# CWD~ what happen to it??



## jasnake65 (Jan 14, 2003)

A couple of years ago the state was in a panic and saying that CWD will spread thru the state and we must stop baiting. Since then what happen to CWD and the DNR stance on it


----------



## Ol Mucky (May 8, 2006)

I think they were wrong on their assumption, but thats just me.


----------



## radiohead (Apr 11, 2006)

Check out the baiting threads here...there a lot of Chronic Waste in them.


----------



## SIaBST (Sep 29, 2010)

:lol: I think its obvious, baiting has been banned so now CWD is gone.


----------



## MUDDY4LIFE (Apr 13, 2001)

The whole thing was complete BS in my opinion and many others. And it severely hurt those business people in the pocket who depended on the sales of suger beets, carrots , and various other sources of baits that they sold thru the winter months to survive.
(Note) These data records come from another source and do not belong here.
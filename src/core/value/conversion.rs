use chrono::{NaiveDate, NaiveDateTime, NaiveTime};
use num_bigint::BigInt;
use rust_decimal::Decimal;

use super::array::ArrayValue;
use super::types::Value;

macro_rules! impl_from_for_value {
    ($($source:ty => $variant:ident),* $(,)?) => {
        $(
            impl From<$source> for Value {
                fn from(v: $source) -> Self {
                    Value::$variant(v)
                }
            }
        )*
    };
}

impl_from_for_value! {
    bool => Boolean,
    i8 => Byte,
    i16 => Short,
    i32 => Integer,
    i64 => Long,
    BigInt => BigInteger,
    f32 => Float,
    f64 => Double,
    Decimal => BigDecimal,
    String => String,
    char => Char,
    NaiveDate => Date,
    NaiveTime => Time,
    NaiveDateTime => Timestamp,
    Vec<u8> => Varbinary,
    ArrayValue => Array,
}

impl From<&str> for Value {
    fn from(v: &str) -> Self {
        Value::String(v.to_string())
    }
}

impl<T: Into<Value>> From<Option<T>> for Value {
    fn from(v: Option<T>) -> Self {
        v.map(Into::into).unwrap_or(Value::Null)
    }
}
//! 能力接口
//!
//! 由不相交的节点子集分别实现的小接口，彼此独立组合，不构成继承层次。

use super::def::Expression;
use super::query::Query;
use crate::core::types::DataType;

/// 带类型的节点
pub trait Typed {
    /// 已解析节点的类型，解析前可能为空
    fn get_type(&self) -> Option<DataType>;

    fn is_resolved(&self) -> bool {
        self.get_type().is_some()
    }
}

/// 包装单个表达式的派生节点
pub trait DerivedExpression {
    fn expression(&self) -> &Expression;
}

/// 可在上下文中被引用的节点
pub trait ContextReference {
    fn context_symbol(&self) -> Option<&str>;

    fn value_expression(&self) -> Option<&Expression> {
        None
    }
}

/// 包含子查询命令的节点
pub trait SubqueryContainer {
    fn command(&self) -> &Query;

    fn set_command(&mut self, command: Query);
}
Did'nt the DNR greatly benefit dollar wise, from the finding of one penned-up deer from Kent County though?

In the estimated amount of 28 million or so in federal funding?
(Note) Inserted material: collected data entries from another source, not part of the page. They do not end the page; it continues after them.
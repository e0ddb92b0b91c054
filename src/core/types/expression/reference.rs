//! 引用
//!
//! 绑定参数（按位置）或相关引用（指向外层作用域的元素），二者在构造时确定。

use std::fmt;
use std::hash::{Hash, Hasher};
use std::sync::Arc;

use super::element_symbol::ElementSymbol;
use crate::core::error::{ExpressionError, ExpressionResult};
use crate::core::types::DataType;
use crate::core::value::Value;

/// 绑定值校验
///
/// 由外部求值器在绑定值时调用。克隆引用时共享同一个约束对象。
pub trait Constraint: Send + Sync + fmt::Debug {
    fn validate(&self, value: &Value) -> ExpressionResult<()>;
}

#[derive(Debug, Clone)]
pub enum ReferenceTarget {
    /// 位置参数
    Positional { index: usize },
    /// 外层作用域的元素
    Correlated { expression: ElementSymbol },
}

#[derive(Debug, Clone)]
pub struct Reference {
    target: ReferenceTarget,
    data_type: Option<DataType>,
    constraint: Option<Arc<dyn Constraint>>,
}

impl Reference {
    pub fn positional(index: usize) -> Self {
        Self {
            target: ReferenceTarget::Positional { index },
            data_type: None,
            constraint: None,
        }
    }

    pub fn correlated(expression: ElementSymbol) -> Self {
        Self {
            target: ReferenceTarget::Correlated { expression },
            data_type: None,
            constraint: None,
        }
    }

    pub fn target(&self) -> &ReferenceTarget {
        &self.target
    }

    pub fn is_positional(&self) -> bool {
        matches!(self.target, ReferenceTarget::Positional { .. })
    }

    pub fn index(&self) -> Option<usize> {
        match self.target {
            ReferenceTarget::Positional { index } => Some(index),
            ReferenceTarget::Correlated { .. } => None,
        }
    }

    pub fn expression(&self) -> Option<&ElementSymbol> {
        match &self.target {
            ReferenceTarget::Correlated { expression } => Some(expression),
            ReferenceTarget::Positional { .. } => None,
        }
    }

    pub fn expression_mut(&mut self) -> Option<&mut ElementSymbol> {
        match &mut self.target {
            ReferenceTarget::Correlated { expression } => Some(expression),
            ReferenceTarget::Positional { .. } => None,
        }
    }

    /// 位置参数返回显式设置的类型，相关引用返回所引用元素的类型
    pub fn data_type(&self) -> Option<&DataType> {
        match &self.target {
            ReferenceTarget::Positional { .. } => self.data_type.as_ref(),
            ReferenceTarget::Correlated { expression } => expression.data_type(),
        }
    }

    /// 只能给位置参数设置类型
    pub fn set_type(&mut self, data_type: DataType) -> ExpressionResult<()> {
        match self.target {
            ReferenceTarget::Positional { .. } => {
                self.data_type = Some(data_type);
                Ok(())
            }
            ReferenceTarget::Correlated { .. } => Err(ExpressionError::invalid_operation(
                "相关引用的类型由所引用的元素决定",
            )),
        }
    }

    /// 是否需要按外层行重新求值
    ///
    /// 位置参数不相关；指向非标量临时作用域的相关引用也不相关。
    pub fn is_correlated(&self) -> bool {
        match &self.target {
            ReferenceTarget::Positional { .. } => false,
            ReferenceTarget::Correlated { expression } => !expression
                .group_symbol()
                .and_then(|group| group.metadata_id())
                .is_some_and(|id| id.is_temp() && !id.is_scalar_group()),
        }
    }

    pub fn constraint(&self) -> Option<&Arc<dyn Constraint>> {
        self.constraint.as_ref()
    }

    pub fn set_constraint(&mut self, constraint: Option<Arc<dyn Constraint>>) {
        self.constraint = constraint;
    }

    /// 用附加的约束校验绑定值，没有约束时总是通过
    pub fn validate(&self, value: &Value) -> ExpressionResult<()> {
        match &self.constraint {
            Some(constraint) => constraint.validate(value),
            None => Ok(()),
        }
    }

    pub fn is_resolved(&self) -> bool {
        match &self.target {
            ReferenceTarget::Positional { .. } => self.data_type.is_some(),
            ReferenceTarget::Correlated { expression } => expression.is_resolved(),
        }
    }
}

impl PartialEq for Reference {
    fn eq(&self, other: &Self) -> bool {
        match (&self.target, &other.target) {
            (
                ReferenceTarget::Positional { index },
                ReferenceTarget::Positional { index: other_index },
            ) => index == other_index,
            (
                ReferenceTarget::Correlated { expression },
                ReferenceTarget::Correlated {
                    expression: other_expression,
                },
            ) => expression == other_expression,
            _ => false,
        }
    }
}

impl Eq for Reference {}

impl Hash for Reference {
    fn hash<H: Hasher>(&self, state: &mut H) {
        match &self.target {
            ReferenceTarget::Positional { index } => index.hash(state),
            ReferenceTarget::Correlated { expression } => expression.hash(state),
        }
    }
}

#[cfg(test)]
mod tests {
    use super::*;
    use crate::core::murmur::hash_code;
    use crate::core::types::expression::GroupSymbol;
    use crate::core::types::metadata::MetadataId;

    #[derive(Debug)]
    struct NotNull;

    impl Constraint for NotNull {
        fn validate(&self, value: &Value) -> ExpressionResult<()> {
            if value.is_null() {
                Err(ExpressionError::validation_error("值不能为空"))
            } else {
                Ok(())
            }
        }
    }

    fn correlated_in(metadata_id: MetadataId) -> Reference {
        let mut group = GroupSymbol::new("g1");
        group.set_metadata_id(metadata_id);
        Reference::correlated(ElementSymbol::with_group("e1", group))
    }

    #[test]
    fn test_positional_identity_ignores_type() {
        let a = Reference::positional(0);
        let mut b = Reference::positional(0);
        b.set_type(DataType::Integer).expect("位置参数可设置类型");
        assert_eq!(a, b);
        assert_eq!(hash_code(&a), hash_code(&b));
        assert_ne!(a, Reference::positional(1));
        assert_eq!(b.data_type(), Some(&DataType::Integer));
    }

    #[test]
    fn test_correlated_type_delegates() {
        let mut element = ElementSymbol::new("e1");
        element.set_type(DataType::Long);
        let mut reference = Reference::correlated(element.clone());
        assert_eq!(reference.data_type(), Some(&DataType::Long));
        assert!(reference.set_type(DataType::String).is_err());
        assert_eq!(reference, Reference::correlated(element));
    }

    #[test]
    fn test_is_correlated() {
        assert!(!Reference::positional(0).is_correlated());
        assert!(Reference::correlated(ElementSymbol::new("e1")).is_correlated());
        assert!(correlated_in(MetadataId::catalog("g1")).is_correlated());
        assert!(correlated_in(MetadataId::scalar_group("vars")).is_correlated());
        assert!(!correlated_in(MetadataId::temp("#t")).is_correlated());
    }

    #[test]
    fn test_constraint_shared_by_clone() {
        let mut reference = Reference::positional(0);
        reference.set_constraint(Some(Arc::new(NotNull)));
        let copy = reference.clone();
        assert!(copy.validate(&Value::Null).is_err());
        assert!(copy.validate(&Value::Integer(1)).is_ok());
        match (reference.constraint(), copy.constraint()) {
            (Some(a), Some(b)) => assert!(Arc::ptr_eq(a, b)),
            _ => panic!("约束应被保留"),
        }
    }
}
Funny how we have not found a single deer yet with CWD in Michigans wild deer herd since :lol:

Its all about the $$


----------



## doack (Dec 17, 2009)

It has disappeared now that No one baits!:lol:


----------



## Percha Man (Mar 16, 2003)

I still wonder if it was all a set up by the political retards and social idiots to stop baiting in the first place. What a waste of time and money to stop something that was economically viable.


----------



## xfactor (Jan 31, 2010)

Did anything ever happen to the guy running the farm that brought that deer in? 

Sent from my Droid using Tapatalk


----------



## Direwolfe (Sep 11, 2007)

CWD~ what happen to it??

Its still out there on the borders of Michigan... waiting. Waiting to come in by high fence operators who want an easy dollar at the expense of the rest of us. Waiting to come in via some hunter bringing back his kill from out west who feels its inconvenient for him to bone out the meat before transport... Lots of vectors. And the longer it takes before it reappears in Michigan, the more Michigan hunters will dismiss it and not take actions to prevent it. How many of you have written to your representatives to ban high fence operations?


----------



## BIGCHRIS (Nov 15, 2009)

I did the math last year or this year and the numbers are insane if they were to legalize baiting again. They are losing money. Not only the DNR, but the state of Michigan in general. The numbers are crazy if you do them.


----------



## 6inchtrack (Sep 29, 2008)

radiohead said:


> Check out the baiting threads here...there a lot of Chronic Waste in them.


:lol: :lol: :lol: :lol: :lol: :lol: :lol:

Every time that you post my lil friend :lol:


----------



## swampbuck (Dec 23, 2004)

Do you realise that the current CWD testing is only reliable in a herd with greater than 5% prevalance........In other words cwd would have to be present at TWICE the current rate of tb in 452 for the current CWD testing protocall to detect it.............It may be a little premature to say we dont have CWD in Mich.


----------



## Pinefarm (Sep 19, 2000)

"saying that CWD will spread thru the state and we must stop baiting"

Did they say that? Or did they set up a contingency plan to deal with a case within our borders or within 50 miles of our borders? 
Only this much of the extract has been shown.